Anyone who says they want to breed to have a baby of their very own to raise and handle from birth has NO idea how much cost and work goes into it. IF you get past the risks, and have a healthy baby and mom, do you know how to halter break? What do you do when the baby tries to climb on/play with you? How do you discipline for kicking and biting and playing and teach a baby that humans are different than other horses? What happens if you just have ONE baby on the property? How do you handle that differently to ensure that they get the right help and stimulation? All things that most people don't realize or consider when it comes to "I want to breed my mare."
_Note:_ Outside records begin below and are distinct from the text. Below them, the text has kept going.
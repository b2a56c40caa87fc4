use std::{
    collections::HashMap,
    time::{Duration, Instant},
};

use crate::domain::UserId;

// ============== Authorization ==============

pub fn is_authorized(user_id: Option<UserId>, allowed_users: &[i64]) -> bool {
    let Some(user_id) = user_id else {
        return false;
    };
    if allowed_users.is_empty() {
        return false;
    }
    allowed_users.contains(&user_id.0)
}

// ============== Rate Limiter (Token Bucket) ==============

#[derive(Clone, Debug)]
struct Bucket {
    tokens: f64,
    last_update: Instant,
}

/// Per-user token bucket guarding `/scan` (each scan is an upstream API call).
#[derive(Clone, Debug)]
pub struct RateLimiter {
    enabled: bool,
    max_tokens: f64,
    refill_per_sec: f64,
    buckets: HashMap<UserId, Bucket>,
}

impl RateLimiter {
    pub fn new(enabled: bool, max_tokens: u32, window: Duration) -> Self {
        let max_tokens_f = max_tokens as f64;
        let window_secs = window.as_secs_f64().max(1e-9);

        Self {
            enabled,
            max_tokens: max_tokens_f,
            refill_per_sec: max_tokens_f / window_secs,
            buckets: HashMap::new(),
        }
    }

    pub fn check(&mut self, user_id: UserId) -> (bool, Option<Duration>) {
        self.check_at(user_id, Instant::now())
    }

    pub fn check_at(&mut self, user_id: UserId, now: Instant) -> (bool, Option<Duration>) {
        if !self.enabled {
            return (true, None);
        }
        if self.refill_per_sec <= 0.0 {
            return (false, None);
        }

        let bucket = self.buckets.entry(user_id).or_insert_with(|| Bucket {
            tokens: self.max_tokens,
            last_update: now,
        });

        let elapsed = now.saturating_duration_since(bucket.last_update).as_secs_f64();
        bucket.tokens = (bucket.tokens + elapsed * self.refill_per_sec).min(self.max_tokens);
        bucket.last_update = now;

        if bucket.tokens >= 1.0 {
            bucket.tokens -= 1.0;
            return (true, None);
        }

        let secs = (1.0 - bucket.tokens) / self.refill_per_sec;
        (false, Some(Duration::from_secs_f64(secs.max(0.0))))
    }
}

#[cfg(test)]
mod tests {
    use super::*;

    #[test]
    fn authorization_requires_listed_user() {
        assert!(is_authorized(Some(UserId(7)), &[1, 7]));
        assert!(!is_authorized(Some(UserId(8)), &[1, 7]));
        assert!(!is_authorized(None, &[1, 7]));
        assert!(!is_authorized(Some(UserId(7)), &[]));
    }

    #[test]
    fn rate_limiter_basic_refill() {
        let start = Instant::now();
        let mut rl = RateLimiter::new(true, 2, Duration::from_secs(10));
        let u = UserId(1);

        assert!(rl.check_at(u, start).0);
        assert!(rl.check_at(u, start).0);
        let (ok, retry) = rl.check_at(u, start);
        assert!(!ok);
        let retry = retry.unwrap();
        assert!(retry > Duration::from_millis(4900) && retry < Duration::from_millis(5100));

        // After 5 seconds, we should have refilled 1 token (2 tokens / 10s).
        let (ok, _) = rl.check_at(u, start + Duration::from_secs(5));
        assert!(ok);
    }

    #[test]
    fn rate_limiter_disabled_or_zero_budget() {
        let now = Instant::now();
        let mut off = RateLimiter::new(false, 0, Duration::from_secs(60));
        assert_eq!(off.check_at(UserId(1), now), (true, None));

        let mut zero = RateLimiter::new(true, 0, Duration::from_secs(60));
        assert_eq!(zero.check_at(UserId(1), now), (false, None));
    }

    #[test]
    fn buckets_are_per_user() {
        let now = Instant::now();
        let mut rl = RateLimiter::new(true, 1, Duration::from_secs(60));
        assert!(rl.check_at(UserId(1), now).0);
        assert!(!rl.check_at(UserId(1), now).0);
        assert!(rl.check_at(UserId(2), now).0);
    }
}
Great thread - thank you for sharing!

I recently bred my mare and she foaled this May 7th, and the baby is amazing, BUT he is a HANDFUL! I've had to work my butt off just to get him handleable and well mannered, and that's with a very nice mare!


----------



## Eastowest (Mar 26, 2009)

Good topic.

I have been breeding and raising foals small scale (0 to 6 foals each season, with an average of around 3 per season) for 15 years, and have also managed breeding/foaling for others at large barns. When you breed horses you WILL experience tragedies and emergencies-- its not a matter of if, but when. 
Some of what I have experienced? 

**WARNING-- Long post, and graphic descriptions of injury and gore to follow-- read on at your own risk.**

***Dummy/anoxic foal-- Client mare shipped u rom Texas early in her last trimester, in preparation to be re-bred to the APHA champion/Superior Halter stallion standing at the farm. This mare was monitored and attended, myself and their trainer were right there to assist, labor and delivery proceeeded entirely normally, but the foal was born not breathing. Trainer was able to rescuscitate the foal, however he remained only semi-conscious-- could not stand on his own, never nursed-- he was moved into their barn office on a mattress with full veterinary attention-- IVs, tube feeding, etc--where we attended him around the clock. He rallied a bit at about 12 hours old but died shortly thereafter. This wasn't my foal, but I would estimate the vet bill alone (10 years ago) was around $1000 with the outcome being a dead foal (no fault of the vet of course.)

***Malpresentation/mare rupture-- I had turned out a pregnant mare for the morning-- she was about 325 days, no signs, small udder, folded teats--ran to a soccer game and came back to find her down in the paddock, streaming milk, trying to deliver a foal. There was only one foot showing, and she had a yard of ripped and dirty intenstines protruding from her anus, and there were a couple pools of blood and tissue in the vicinity where she had apparently been up and down. I sent my daughter to get my husband and the rifle, as any vet would be at least an hour out and this was obviously not fixable and was quickly becoming a more dire and painful situation by the second.

While I waited and comforted the mare, I felt for the foals other leg to see where the hang up was (I assumed it was dead.) I found that the other knee was flexed so the cannon was folded back-- I straightened it and pulled and out came a very ALIVE bay colt. While I kept the poor mare down (she was going back and forth between extreme colicy pain and nickering for her foal and wanting to get up to see him) and waited for my husband to load the rifle, I again sent my daughter-- this time to get an empty gallon jug out of the barn. I was able to milk out about 30 ounces of colostrum from the mare before she was quickly euthanized by bullet. 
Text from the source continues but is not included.